● **Action item**:
All lines of the following material must be written out exactly as they appear.
Records to use START
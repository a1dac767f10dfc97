use std::fmt::{Display, Formatter};

use serde::{Deserialize, Serialize};
use serde_json::Value;

#[derive(Debug, Clone, Copy, PartialEq, Eq, Serialize, Deserialize)]
#[serde(rename_all = "snake_case")]
pub enum InferenceErrorCode {
    ConfigInvalid,
    ProviderHttp,
    ProviderTransport,
    ProviderProtocol,
}

/// Failure surfaced by the completion transport.
///
/// `status` is set whenever the endpoint answered with a non-success HTTP
/// status; `message` is the best human-readable text recovered from the
/// response body.
#[derive(Debug, Clone, PartialEq, Serialize, Deserialize)]
pub struct InferenceError {
    pub code: InferenceErrorCode,
    #[serde(skip_serializing_if = "Option::is_none")]
    pub status: Option<u16>,
    pub message: String,
    #[serde(skip_serializing_if = "Option::is_none")]
    pub details: Option<Value>,
}

impl InferenceError {
    pub fn new(code: InferenceErrorCode, message: impl Into<String>) -> Self {
        Self {
            code,
            status: None,
            message: message.into(),
            details: None,
        }
    }

    pub fn http(status: u16, message: impl Into<String>) -> Self {
        Self {
            code: InferenceErrorCode::ProviderHttp,
            status: Some(status),
            message: message.into(),
            details: None,
        }
    }

    pub fn transport(message: impl Into<String>) -> Self {
        Self::new(InferenceErrorCode::ProviderTransport, message)
    }

    pub fn protocol(message: impl Into<String>) -> Self {
        Self::new(InferenceErrorCode::ProviderProtocol, message)
    }

    pub fn with_details(mut self, details: Value) -> Self {
        self.details = Some(details);
        self
    }

    pub fn as_compact_json(&self) -> String {
        serde_json::to_string(self).unwrap_or_else(|_| {
            format!(
                "{{\"code\":\"provider_protocol\",\"message\":\"{}\"}}",
                self.message.replace('\"', "\\\"")
            )
        })
    }
}

impl Display for InferenceError {
    fn fmt(&self, f: &mut Formatter<'_>) -> std::fmt::Result {
        match self.status {
            Some(status) => write!(f, "{:?} (HTTP {status}): {}", self.code, self.message),
            None => write!(f, "{:?}: {}", self.code, self.message),
        }
    }
}

impl std::error::Error for InferenceError {}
Records to use END
● **Answer to this exercise**:
repository a1dac767f10dfc97
use std::fmt::{Display, Formatter};

use serde::{Deserialize, Serialize};
use serde_json::Value;

#[derive(Debug, Clone, Copy, PartialEq, Eq, Serialize, Deserialize)]
#[serde(rename_all = "snake_case")]
pub enum InferenceErrorCode {
    ConfigInvalid,
    ProviderHttp,
    ProviderTransport,
    ProviderProtocol,
}

/// Failure surfaced by the completion transport.
///
/// `status` is set whenever the endpoint answered with a non-success HTTP
/// status; `message` is the best human-readable text recovered from the
/// response body.
#[derive(Debug, Clone, PartialEq, Serialize, Deserialize)]
pub struct InferenceError {
    pub code: InferenceErrorCode,
    #[serde(skip_serializing_if = "Option::is_none")]
    pub status: Option<u16>,
    pub message: String,
    #[serde(skip_serializing_if = "Option::is_none")]
    pub details: Option<Value>,
}

impl InferenceError {
    pub fn new(code: InferenceErrorCode, message: impl Into<String>) -> Self {
        Self {
            code,
            status: None,
            message: message.into(),
            details: None,
        }
    }

    pub fn http(status: u16, message: impl Into<String>) -> Self {
        Self {
            code: InferenceErrorCode::ProviderHttp,
            status: Some(status),
            message: message.into(),
            details: None,
        }
    }

    pub fn transport(message: impl Into<String>) -> Self {
        Self::new(InferenceErrorCode::ProviderTransport, message)
    }

    pub fn protocol(message: impl Into<String>) -> Self {
        Self::new(InferenceErrorCode::ProviderProtocol, message)
    }

    pub fn with_details(mut self, details: Value) -> Self {
        self.details = Some(details);
        self
    }

    pub fn as_compact_json(&self) -> String {
        serde_json::to_string(self).unwrap_or_else(|_| {
            format!(
                "{{\"code\":\"provider_protocol\",\"message\":\"{}\"}}",
                self.message.replace('\"', "\\\"")
            )
        })
    }
}

impl Display for InferenceError {
    fn fmt(&self, f: &mut Formatter<'_>) -> std::fmt::Result {
        match self.status {
            Some(status) => write!(f, "{:?} (HTTP {status}): {}", self.code, self.message),
            None => write!(f, "{:?}: {}", self.code, self.message),
        }
    }
}

impl std::error::Error for InferenceError {}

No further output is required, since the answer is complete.